We sighted a rare pair of Rufous Rollers very pretty , quite different from the ubiquitous but equally beautiful lilac breasted rollers . We were very happy at spotting these migrants which we were told migrated from Europe through their winter .
We soon started chasing a pride of lions next to a waterway after crossing over near what we had christened the Marabou tree which we had spied the day before . The Tree was actually a bare acacia tree in which dozens of Marabou stork nested quite near a hippo pool .
Presence of various vultures including the largest of them a Ruppells Griffon vulture and the smallest of them a Palm nut vulture indicated the presence of a kill .
We did not see any lions but instead saw a slender mongoose .
We then decided to track cheetahs and soon enough found two cheetahs hiding in a patch of grass . We could barely see the cheetahs , two brothers we were told , and given the crowd of vehicles lining up to see the Cheetahs , we left them alone a little disappointed . Little did we anticipate what was in store for us .
I had started dozing a bit , a bit of cat nap so to speak and Daniel was driving along an open grassy plain , busy spotting birds with Huvida , when suddenly he said in an urgent voice Cheetah !
Not only had he spotted a cheetah but one that was about launch into a hunt !
The Cheetah which has spotted a small herd of Thomson’s Gazelles in some distance got into a stealth mode and then soon launched into a full scale run.
It was just breathtaking to see ! A Cheetah in full flight after a gazelle is an iconic but rare sight .
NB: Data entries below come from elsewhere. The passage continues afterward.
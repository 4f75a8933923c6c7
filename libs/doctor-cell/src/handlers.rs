use std::sync::Arc;

use axum::{
    extract::{Extension, Path, Query, State},
    http::StatusCode,
    Json,
};
use chrono::NaiveDate;
use serde::Deserialize;
use serde_json::{json, Value};

use shared_config::AppConfig;
use shared_models::auth::User;
use shared_models::error::AppError;
use shared_utils::extractor::require_staff;
use uuid::Uuid;

use crate::models::{CreateScheduleRequest, UpdateScheduleRequest};
use crate::services::ScheduleService;

#[derive(Clone)]
pub struct ScheduleState {
    pub config: Arc<AppConfig>,
    pub schedules: Arc<ScheduleService>,
}

#[derive(Debug, Deserialize)]
pub struct SlotsQuery {
    pub date: NaiveDate,
}

#[axum::debug_handler]
pub async fn create_schedule(
    State(state): State<ScheduleState>,
    Path(doctor_id): Path<Uuid>,
    Extension(user): Extension<User>,
    Json(request): Json<CreateScheduleRequest>,
) -> Result<(StatusCode, Json<Value>), AppError> {
    require_staff(&user)?;

    let window = state.schedules.create_schedule(doctor_id, request).await?;
    Ok((StatusCode::CREATED, Json(json!(window))))
}

#[axum::debug_handler]
pub async fn list_doctor_schedules(
    State(state): State<ScheduleState>,
    Path(doctor_id): Path<Uuid>,
) -> Result<Json<Value>, AppError> {
    let windows = state.schedules.list_for_doctor(doctor_id).await?;

    Ok(Json(json!({
        "schedules": windows,
        "total": windows.len()
    })))
}

#[axum::debug_handler]
pub async fn get_schedule(
    State(state): State<ScheduleState>,
    Path(schedule_id): Path<Uuid>,
) -> Result<Json<Value>, AppError> {
    let window = state.schedules.get_schedule(schedule_id).await?;
    Ok(Json(json!(window)))
}

#[axum::debug_handler]
pub async fn update_schedule(
    State(state): State<ScheduleState>,
    Path(schedule_id): Path<Uuid>,
    Extension(user): Extension<User>,
    Json(request): Json<UpdateScheduleRequest>,
) -> Result<Json<Value>, AppError> {
    require_staff(&user)?;

    let window = state.schedules.update_schedule(schedule_id, request).await?;
    Ok(Json(json!(window)))
}

#[axum::debug_handler]
pub async fn delete_schedule(
    State(state): State<ScheduleState>,
    Path(schedule_id): Path<Uuid>,
    Extension(user): Extension<User>,
) -> Result<StatusCode, AppError> {
    require_staff(&user)?;

    state.schedules.delete_schedule(schedule_id).await?;
    Ok(StatusCode::NO_CONTENT)
}

#[axum::debug_handler]
pub async fn get_available_slots(
    State(state): State<ScheduleState>,
    Path(doctor_id): Path<Uuid>,
    Query(query): Query<SlotsQuery>,
) -> Result<Json<Value>, AppError> {
    let slots = state.schedules.slots_on(doctor_id, query.date).await?;

    Ok(Json(json!({
        "doctorId": doctor_id,
        "date": query.date,
        "slots": slots,
        "total": slots.len()
    })))
}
I and Huvida struggled with our cameras . It was just too fast . We first thought that the Cheetah had launched its attack too far back and no way he was going to be able to maintain its speed . The Cheetah had however set its sight on a baby Gazelle . The mother tried its best to distract the cheetah with a jinking run while the other gazelles scattered , but the Cheetah pounced in its victim and soon held aloft its trophy by its neck . Mercifully the killing was swift .
We had watched the action from a distance and then drove around to the Cheetah.
For the predator such as a Cheetah, this is often the time of greatest danger, as other predators such as lions and hyenas May chance upon them and chase the cheetah away and appropriate the kill.
The cheetah dragged the carcass some distance away and then proceeded to eat its kill straight away .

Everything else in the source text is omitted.